# Create Wiki duckdb database

I have a big CSV file in my Google Drive, which I want to convert into a DuckDB database. I'm using Google Colab because the virtual machine connected to the Colab has better memory and GPU parameters than a local machine.

**Note:** You also have access to the CSV files through [this shared folder](https://drive.google.com/drive/folders/1zlNVoRALmlYETU8pIiU883LCxYptAcJB?usp=sharing), but you will not be able to run the code below as is, since the path name for the file refers to "MyDrive". You will need to have the CSV file on your drive and modify the path to show your file. This tutorial is especially important if you created your own CSV file from the 2022-2025 DPDP files.

In [1]:
import duckdb

## Mount Google Drive

These commands allow us to connect to the file in the Google Drive. A dialog will show up to give access to the Colab to access the drive; click Accept or Continue, since the access is temporary not permanent.


In [2]:
from google.colab import drive
drive.mount('/content/drive')

Mounted at /content/drive


Provide path names for the input CSV file and the new duckdb file to be created.

In [3]:
INPUT_CSV_PATH = '/content/drive/MyDrive/Classroom/CS 234 Fall 2025/Final Project/all_wiki_data.csv'
OUTPUT_DUCKDB_FILENAME = 'all_wiki.duckdb'

# The path where the new DuckDB file will be created in the virtual machine where the Colab is running
OUTPUT_DUCKDB_PATH = f'/content/{OUTPUT_DUCKDB_FILENAME}'

## Convert CSV into the DuckDB file

This step connects to a new and empty DuckDB file, reads the uploaded CSV using `read_csv_auto`, and writes the data to a table. In order to reduce the size of the database, I am leaving out two fields that I don't deem necessary: country (I will keep country_code) and page_id (I will keep qid).

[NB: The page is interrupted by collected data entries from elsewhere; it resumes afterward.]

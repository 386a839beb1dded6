//! Task-list executor - runs the scripts of one task-list on a worker pool.
//!
//! Each task walks the sentinel protocol:
//! 1. `.start` is touched
//! 2. the `.run` copy is written
//! 3. `bash {task}.run` runs in the task's working directory
//! 4. `.finish` is touched, also when any of the above failed
//! 5. `.success` is touched iff the exit code was exactly zero
//!
//! A failing task never aborts the pool. Afterwards the task-list is
//! reconciled and its manifest removed; the submission script that launched
//! the run is left for the driver to clean up.

use std::fs::File;
use std::path::{Path, PathBuf};
use std::process::Stdio;
use std::sync::Arc;

use log::{debug, error, info, warn};
use tokio::process::Command;
use tokio::sync::Semaphore;
use tokio::task::JoinSet;

use crate::error::Result;
use crate::recovery::{ReconcileReport, reconcile};
use crate::store::TaskStore;

/// Environment variable Slurm sets to the CPUs allocated on the node
pub const SLURM_CPUS_ENV: &str = "SLURM_CPUS_ON_NODE";

/// How a single task ended.
#[derive(Debug, Clone, PartialEq, Eq)]
pub enum TaskOutcome {
    /// Script exited with code 0
    Succeeded,
    /// Script exited non-zero or was killed by a signal (no code)
    Failed(Option<i32>),
    /// Task file was gone before it could start
    Skipped,
    /// The executor itself could not run the script
    Error(String),
}

/// Counts over one pool run.
#[derive(Debug, Clone, Default, PartialEq, Eq)]
pub struct RunSummary {
    pub succeeded: usize,
    pub failed: usize,
    pub skipped: usize,
    pub errors: usize,
}

impl RunSummary {
    fn record(&mut self, outcome: &TaskOutcome) {
        match outcome {
            TaskOutcome::Succeeded => self.succeeded += 1,
            TaskOutcome::Failed(_) => self.failed += 1,
            TaskOutcome::Skipped => self.skipped += 1,
            TaskOutcome::Error(_) => self.errors += 1,
        }
    }

    /// True when every task that ran exited with code 0.
    pub fn is_clean(&self) -> bool {
        self.failed == 0 && self.errors == 0
    }

    pub fn total(&self) -> usize {
        self.succeeded + self.failed + self.skipped + self.errors
    }
}

/// Result of running and reconciling a whole task-list.
#[derive(Debug, Clone)]
pub struct ExecutionReport {
    pub tasklist: String,
    pub run: RunSummary,
    pub reconcile: ReconcileReport,
}

impl ExecutionReport {
    pub fn is_success(&self) -> bool {
        self.reconcile.is_success()
    }
}

/// Runs task scripts with at most `workers` running at once.
#[derive(Debug, Clone)]
pub struct TaskListExecutor {
    store: TaskStore,
    workers: usize,
    capture_output: bool,
}

impl TaskListExecutor {
    pub fn new(store: TaskStore, workers: usize, capture_output: bool) -> Self {
        Self {
            store,
            workers: workers.max(1),
            capture_output,
        }
    }

    pub fn workers(&self) -> usize {
        self.workers
    }

    pub fn store(&self) -> &TaskStore {
        &self.store
    }

    /// Run the given submitted tasks. Sentinels record every outcome.
    pub async fn run_tasks(&self, tasks: &[PathBuf]) -> RunSummary {
        let semaphore = Arc::new(Semaphore::new(self.workers));
        let mut pool = JoinSet::new();

        for task in tasks {
            let semaphore = Arc::clone(&semaphore);
            let store = self.store.clone();
            let task = task.clone();
            let capture_output = self.capture_output;
            pool.spawn(async move {
                let _permit = match semaphore.acquire_owned().await {
                    Ok(permit) => permit,
                    Err(e) => return TaskOutcome::Error(e.to_string()),
                };
                run_task(&store, &task, capture_output).await
            });
        }

        let mut summary = RunSummary::default();
        while let Some(joined) = pool.join_next().await {
            match joined {
                Ok(outcome) => summary.record(&outcome),
                Err(e) => {
                    error!("Worker aborted: {}", e);
                    summary.errors += 1;
                }
            }
        }

        info!(
            "Ran {} tasks on {} workers: {} succeeded, {} failed, {} skipped, {} errors",
            summary.total(),
            self.workers,
            summary.succeeded,
            summary.failed,
            summary.skipped,
            summary.errors
        );
        summary
    }

    /// Execute a task-list manifest end to end.
    pub async fn run_tasklist(&self, manifest: &Path) -> Result<ExecutionReport> {
        let tasklist = self.store.load_tasklist(manifest)?;
        info!(
            "Executing task-list {} ({} tasks, {}s)",
            tasklist.name,
            tasklist.tasks.len(),
            tasklist.eta
        );

        let run = self.run_tasks(&tasklist.tasks).await;
        let reconcile = reconcile(&self.store, &tasklist.tasks)?;
        self.store.remove_manifest(manifest)?;

        Ok(ExecutionReport {
            tasklist: tasklist.name,
            run,
            reconcile,
        })
    }
}

/// Worker count for a pool: explicit value, then `SLURM_CPUS_ON_NODE`, then
/// the machine's available parallelism.
pub fn default_workers(explicit: Option<usize>) -> usize {
    if let Some(n) = explicit.filter(|&n| n > 0) {
        return n;
    }
    if let Some(n) = std::env::var(SLURM_CPUS_ENV)
        .ok()
        .and_then(|v| v.trim().parse::<usize>().ok())
        .filter(|&n| n > 0)
    {
        return n;
    }
    std::thread::available_parallelism().map(|n| n.get()).unwrap_or(1)
}

async fn run_task(store: &TaskStore, task: &Path, capture_output: bool) -> TaskOutcome {
    if !task.exists() {
        warn!("Task {} no longer exists, skipping", task.display());
        return TaskOutcome::Skipped;
    }

    let outcome = match run_script(store, task, capture_output).await {
        Ok(Some(0)) => TaskOutcome::Succeeded,
        Ok(code) => {
            debug!("{} exited with {:?}", task.display(), code);
            TaskOutcome::Failed(code)
        }
        Err(e) => {
            error!("Could not run {}: {}", task.display(), e);
            TaskOutcome::Error(e.to_string())
        }
    };

    if let Err(e) = store.mark_finished(task) {
        error!("Could not mark {} finished: {}", task.display(), e);
        return TaskOutcome::Error(e.to_string());
    }
    if outcome == TaskOutcome::Succeeded {
        if let Err(e) = store.mark_success(task) {
            error!("Could not mark {} successful: {}", task.display(), e);
            return TaskOutcome::Error(e.to_string());
        }
    }
    outcome
}

async fn run_script(store: &TaskStore, task: &Path, capture_output: bool) -> Result<Option<i32>> {
    store.mark_started(task)?;
    let record = store.materialize(task)?;

    let stdout = if capture_output {
        Stdio::from(File::create(store.output_path(task))?)
    } else {
        Stdio::null()
    };

    let status = Command::new("bash")
        .arg(store.run_path(task))
        .current_dir(&record.working_dir)
        .stdin(Stdio::null())
        .stdout(stdout)
        .status()
        .await?;
    Ok(status.code())
}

The new table that I will be creating is titled "wiki_pageviews".

In [4]:
import time
start = time.time() # moment I started to run this cell

conn = duckdb.connect(database=OUTPUT_DUCKDB_PATH)

conn.sql(f"""
    CREATE OR REPLACE TABLE wiki_pageviews AS
    SELECT
        date,
        country_code,
        project,
        article,
        qid,
        pageviews
    FROM read_csv_auto('{INPUT_CSV_PATH}', SAMPLE_SIZE=-1, delim='\t', names=[
        'date',
        'country',        -- Will be read, but ignored by SELECT
        'country_code',
        'project',
        'page_id',        -- Will be read, but ignored by SELECT
        'article',
        'qid',
        'pageviews'
    ])
""")
end = time.time() # moment the conversion was complete
totalTime = end - start
print(f"Conversion took {totalTime} seconds.")

FloatProgress(value=0.0, layout=Layout(width='auto'), style=ProgressStyle(bar_color='black'))

Conversion took 2851.5585854053497 seconds.


It took about 45 minutes for the database to be created from the CSV file.

## Verification of the created database

Count the total number of the rows in the table.

In [5]:
row_count = conn.sql("SELECT COUNT(*) FROM wiki_pageviews;").fetchone()[0]

In [6]:
print(f"This table has {row_count} rows.")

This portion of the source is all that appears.